— Try it —
List all lines in the material below that contain "LoggerError".
• • • • • • •
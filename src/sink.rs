use std::collections::HashMap;
use std::fs::{File, OpenOptions};
use std::io::Write;
use std::path::{Path, PathBuf};

use parking_lot::Mutex;
use tracing::{debug, warn};

use crate::config::{LineFormat, LoggerConfig, DEFAULT_FLOAT_PRECISION};
use crate::error::{LoggerError, Result};
use crate::format::LineRenderer;
use crate::message::LogMessage;

/// Destination for messages drained by the consumer.
///
/// The consumer owns all calls to `write` and the final
/// `flush_and_close_all`. Implementations must tolerate setup calls from
/// other threads while the consumer is writing.
pub trait MessageSink: Send + Sync {
    /// Writes one message. Errors are reported per message; the consumer
    /// counts them and keeps draining.
    fn write(&self, msg: &LogMessage) -> Result<()>;

    /// Flushes and releases every output. Called once, after the final drain.
    fn flush_and_close_all(&self) -> Result<()>;
}

struct StreamFile {
    path: PathBuf,
    file: File,
}

struct SinkState {
    streams: HashMap<u32, StreamFile>,
    line: Vec<u8>,
}

/// Appends one line per message to the file registered for its stream id.
///
/// Files are plain unbuffered `File`s: every line is rendered into a reused
/// buffer and appended with a single `write_all`, so a crash loses at most
/// the line being written.
pub struct FileSink {
    state: Mutex<SinkState>,
    renderer: LineRenderer,
    sync_on_close: bool,
}

impl FileSink {
    pub fn new(format: LineFormat, float_precision: usize) -> Self {
        Self {
            state: Mutex::new(SinkState {
                streams: HashMap::new(),
                line: Vec::with_capacity(256),
            }),
            renderer: LineRenderer::new(format, float_precision),
            sync_on_close: false,
        }
    }

    pub fn from_config(config: &LoggerConfig) -> Self {
        let mut sink = Self::new(config.line_format, config.float_precision);
        sink.sync_on_close = config.sync_on_close;
        sink
    }

    /// Opens (creating if needed) `path` for append and routes `stream_id`
    /// to it. Re-opening a stream id replaces its previous file.
    pub fn open(&self, stream_id: u32, path: impl AsRef<Path>) -> Result<()> {
        let path = path.as_ref().to_path_buf();
        let file = OpenOptions::new()
            .create(true)
            .append(true)
            .open(&path)
            .map_err(|e| LoggerError::io(stream_id, e))?;

        let previous = self
            .state
            .lock()
            .streams
            .insert(stream_id, StreamFile { path: path.clone(), file });

        if let Some(mut old) = previous {
            if let Err(e) = old.file.flush() {
                warn!(stream_id, path = %old.path.display(), error = %e, "flush of replaced stream failed");
            }
        }
        debug!(stream_id, path = %path.display(), "opened stream");
        Ok(())
    }

    pub fn is_open(&self, stream_id: u32) -> bool {
        self.state.lock().streams.contains_key(&stream_id)
    }

    /// Path currently backing `stream_id`.
    pub fn path_of(&self, stream_id: u32) -> Option<PathBuf> {
        self.state.lock().streams.get(&stream_id).map(|s| s.path.clone())
    }

    /// Flushes and closes a single stream.
    pub fn close(&self, stream_id: u32) -> Result<()> {
        let stream = self
            .state
            .lock()
            .streams
            .remove(&stream_id)
            .ok_or(LoggerError::UnknownStream(stream_id))?;
        self.finish(stream_id, stream)
    }

    fn finish(&self, stream_id: u32, mut stream: StreamFile) -> Result<()> {
        stream.file.flush().map_err(|e| LoggerError::io(stream_id, e))?;
        if self.sync_on_close {
            stream.file.sync_all().map_err(|e| LoggerError::io(stream_id, e))?;
        }
        debug!(stream_id, path = %stream.path.display(), "closed stream");
        Ok(())
    }
}

impl Default for FileSink {
    fn default() -> Self {
        Self::new(LineFormat::Plain, DEFAULT_FLOAT_PRECISION)
    }
}

impl MessageSink for FileSink {
    fn write(&self, msg: &LogMessage) -> Result<()> {
        let mut guard = self.state.lock();
        let SinkState { streams, line } = &mut *guard;

        let stream = streams
            .get_mut(&msg.stream_id)
            .ok_or(LoggerError::UnknownStream(msg.stream_id))?;

        line.clear();
        self.renderer.render(msg, line);
        stream
            .file
            .write_all(line)
            .map_err(|e| LoggerError::io(msg.stream_id, e))
    }

    fn flush_and_close_all(&self) -> Result<()> {
        let streams: Vec<(u32, StreamFile)> = self.state.lock().streams.drain().collect();

        let mut first_error = None;
        for (stream_id, stream) in streams {
            if let Err(e) = self.finish(stream_id, stream) {
                warn!(stream_id, error = %e, "failed to close stream");
                first_error.get_or_insert(e);
            }
        }
        first_error.map_or(Ok(()), Err)
    }
}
• • • • • • •
— Solution below —
use crate::error::{LoggerError, Result};
            .map_err(|e| LoggerError::io(stream_id, e))?;
            .ok_or(LoggerError::UnknownStream(stream_id))?;
        stream.file.flush().map_err(|e| LoggerError::io(stream_id, e))?;
            stream.file.sync_all().map_err(|e| LoggerError::io(stream_id, e))?;
            .ok_or(LoggerError::UnknownStream(msg.stream_id))?;
            .map_err(|e| LoggerError::io(msg.stream_id, e))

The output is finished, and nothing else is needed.